My introduction to the hard-working North Carolina string trio was from its website (theavettbrothers.com) and the home-movie-quality video for "November Blue," a ballad of love and departure rendered with a wistful piano line and stunning vocal harmonies. As I absorbed it again and again, the song sort of skewered my heart and presented it back to me, sanguine and trembling. Although "November Blue" doesn't show up on Four Thieves Gone, the Brothers' third full-length, having more than an hour's worth of the Avetts to savor more than makes up for the lack. Vocals come from brothers Seth and Scott, along with guitar, banjo, and occasional piano; Bob Crawford rumbles on upright bass. Together, these three distill front-porch breeze shooting, rockin' Led Zep-ish acousticisms, city mouse/country mouse poetics, romantic barn dance serenading, and good-time Appalachian piss and vinegar into a deeply personal, relentlessly playful work of unpretentious genius.
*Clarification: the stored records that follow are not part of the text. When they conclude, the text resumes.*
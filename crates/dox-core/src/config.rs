//! Layered configuration.
//!
//! Sources, lowest precedence first: built-in defaults, user config
//! (`~/.dox.toml`), project config (`./.dox.toml`), an explicitly named
//! config file, then `DOX_*` environment variables.
//!
//! Example `.dox.toml`:
//!
//! ```toml
//! [server]
//! name = "DoX Policy Management"
//!
//! [store]
//! seed_path = "data/seed.json"
//!
//! [manual]
//! organization = "Big 12 Conference"
//! manual_kind = "Administrative Manual"
//! page_size = "letter"
//! ```

use crate::error::{DoxError, Result};
use crate::render::{Branding, PageSize};
use log::{debug, warn};
use serde::{Deserialize, Serialize};
use std::fs;
use std::path::{Path, PathBuf};

/// File name looked up in the working directory and the home directory.
pub const CONFIG_FILE_NAME: &str = ".dox.toml";

pub const DEFAULT_SERVER_NAME: &str = "DoX Policy Management";

pub const ENV_SERVER_NAME: &str = "DOX_SERVER_NAME";
pub const ENV_SERVER_VERSION: &str = "DOX_SERVER_VERSION";
pub const ENV_SEED_PATH: &str = "DOX_SEED_PATH";

#[derive(Debug, Clone, PartialEq, Eq, Default, Serialize, Deserialize)]
#[serde(default)]
pub struct DoxConfig {
    #[serde(skip_serializing_if = "Option::is_none")]
    pub server: Option<ServerConfig>,
    #[serde(skip_serializing_if = "Option::is_none")]
    pub store: Option<StoreConfig>,
    #[serde(skip_serializing_if = "Option::is_none")]
    pub manual: Option<ManualConfig>,
}

#[derive(Debug, Clone, PartialEq, Eq, Default, Serialize, Deserialize)]
#[serde(default)]
pub struct ServerConfig {
    /// Name reported in the initialize handshake
    #[serde(skip_serializing_if = "Option::is_none")]
    pub name: Option<String>,

    /// Version reported in the initialize handshake
    #[serde(skip_serializing_if = "Option::is_none")]
    pub version: Option<String>,
}

#[derive(Debug, Clone, PartialEq, Eq, Default, Serialize, Deserialize)]
#[serde(default)]
pub struct StoreConfig {
    /// JSON seed with sports, policies and manuals
    #[serde(skip_serializing_if = "Option::is_none")]
    pub seed_path: Option<PathBuf>,
}

#[derive(Debug, Clone, PartialEq, Eq, Default, Serialize, Deserialize)]
#[serde(default)]
pub struct ManualConfig {
    /// First cover subtitle
    #[serde(skip_serializing_if = "Option::is_none")]
    pub organization: Option<String>,

    /// Second cover subtitle
    #[serde(skip_serializing_if = "Option::is_none")]
    pub manual_kind: Option<String>,

    #[serde(skip_serializing_if = "Option::is_none")]
    pub page_size: Option<PageSize>,
}

/// Fully resolved settings.
#[derive(Debug, Clone, PartialEq, Eq)]
pub struct Settings {
    pub server_name: String,
    pub server_version: String,
    pub seed_path: Option<PathBuf>,
    pub branding: Branding,
    pub page_size: PageSize,
}

fn overlay<T>(base: Option<T>, top: Option<T>) -> Option<T> {
    top.or(base)
}

impl DoxConfig {
    /// # Errors
    ///
    /// Returns [`DoxError::Toml`](crate::DoxError::Toml) on invalid TOML.
    pub fn from_toml_str(content: &str) -> Result<Self> {
        Ok(toml::from_str(content)?)
    }

    /// # Errors
    ///
    /// Returns [`DoxError::Io`](crate::DoxError::Io) if the file cannot be
    /// read and [`DoxError::Toml`](crate::DoxError::Toml) if it does not parse.
    pub fn load_from_file(path: &Path) -> Result<Self> {
        let content = fs::read_to_string(path)?;
        let config = Self::from_toml_str(&content)?;
        debug!("Loaded config from {}", path.display());
        Ok(config)
    }

    /// Load a discovered config file, logging and skipping it when broken.
    fn load_optional(path: &Path) -> Option<Self> {
        if !path.exists() {
            return None;
        }
        match Self::load_from_file(path) {
            Ok(config) => Some(config),
            Err(e) => {
                warn!("Ignoring config {}: {e}", path.display());
                None
            }
        }
    }

    /// Merge user, project and explicit config files.
    ///
    /// # Errors
    ///
    /// Fails only when the explicitly named file cannot be loaded.
    pub fn discover(explicit: Option<&Path>) -> Result<Self> {
        let user = dirs::home_dir()
            .map(|home| home.join(CONFIG_FILE_NAME))
            .and_then(|path| Self::load_optional(&path));
        let project = Self::load_optional(Path::new(CONFIG_FILE_NAME));

        let mut merged = Self::default();
        for layer in [user, project].into_iter().flatten() {
            merged = merged.merge(layer);
        }
        if let Some(path) = explicit {
            merged = merged.merge(Self::load_from_file(path)?);
        }
        Ok(merged)
    }

    /// Field-wise merge; values set in `top` win.
    #[must_use]
    pub fn merge(self, top: Self) -> Self {
        let server = match (self.server, top.server) {
            (Some(base), Some(top)) => Some(ServerConfig {
                name: overlay(base.name, top.name),
                version: overlay(base.version, top.version),
            }),
            (base, top) => top.or(base),
        };
        let store = match (self.store, top.store) {
            (Some(base), Some(top)) => Some(StoreConfig {
                seed_path: overlay(base.seed_path, top.seed_path),
            }),
            (base, top) => top.or(base),
        };
        let manual = match (self.manual, top.manual) {
            (Some(base), Some(top)) => Some(ManualConfig {
                organization: overlay(base.organization, top.organization),
                manual_kind: overlay(base.manual_kind, top.manual_kind),
                page_size: overlay(base.page_size, top.page_size),
            }),
            (base, top) => top.or(base),
        };
        Self {
            server,
            store,
            manual,
        }
    }

    /// Apply `DOX_*` overrides from the process environment.
    #[must_use]
    pub fn with_env_overrides(self) -> Self {
        self.with_overrides_from(|key| std::env::var(key).ok())
    }

    /// Apply `DOX_*` overrides from `lookup`.
    #[must_use]
    pub fn with_overrides_from(mut self, lookup: impl Fn(&str) -> Option<String>) -> Self {
        if let Some(name) = lookup(ENV_SERVER_NAME) {
            self.server.get_or_insert_with(ServerConfig::default).name = Some(name);
        }
        if let Some(version) = lookup(ENV_SERVER_VERSION) {
            self.server.get_or_insert_with(ServerConfig::default).version = Some(version);
        }
        if let Some(seed) = lookup(ENV_SEED_PATH) {
            self.store.get_or_insert_with(StoreConfig::default).seed_path =
                Some(PathBuf::from(seed));
        }
        self
    }

    /// Fill every unset value with its default.
    ///
    /// # Errors
    ///
    /// Returns [`DoxError::Config`] when a merged value is blank.
    pub fn resolve(&self) -> Result<Settings> {
        let server = self.server.clone().unwrap_or_default();
        let store = self.store.clone().unwrap_or_default();
        let manual = self.manual.clone().unwrap_or_default();
        let defaults = Branding::default();

        let settings = Settings {
            server_name: server
                .name
                .unwrap_or_else(|| DEFAULT_SERVER_NAME.to_string()),
            server_version: server
                .version
                .unwrap_or_else(|| env!("CARGO_PKG_VERSION").to_string()),
            seed_path: store.seed_path,
            branding: Branding {
                organization: manual.organization.unwrap_or(defaults.organization),
                manual_kind: manual.manual_kind.unwrap_or(defaults.manual_kind),
            },
            page_size: manual.page_size.unwrap_or_default(),
        };
        settings.validate()?;
        Ok(settings)
    }
}

impl Settings {
    fn validate(&self) -> Result<()> {
        for (key, value) in [
            ("server.name", &self.server_name),
            ("server.version", &self.server_version),
            ("manual.organization", &self.branding.organization),
            ("manual.manual_kind", &self.branding.manual_kind),
        ] {
            if value.trim().is_empty() {
                return Err(DoxError::Config(format!("{key} must not be blank")));
            }
        }
        if self
            .seed_path
            .as_ref()
            .is_some_and(|path| path.as_os_str().is_empty())
        {
            return Err(DoxError::Config("store.seed_path must not be empty".to_string()));
        }
        Ok(())
    }
}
They start frenzied with the three-and-a-half-minute epic mission statement of "Talk on Indolence," veering from backwoods beatnik jive to full-throated, street-corner anthemizing ("Remember/One time/I got/Raging drunk with you!"), complete with handclap and knee-slap percussion. They end up lazing under the dogwood tree in the backyard, plucking out the country parable of "Four Thieves Gone." In between, East Village basement minstrel Paleface shows up with a scotch-scratched voice and harmonica to jig on "Dancing Daze" and "The Fall," while the boys go antipunk on the massive "Colorshow" and waltz and grin through "Pretend Love." And the big-city lament of "Famous Flower of Manhattan" will haunt you for days. No slick production frills, all bare-bones honesty. Believe it.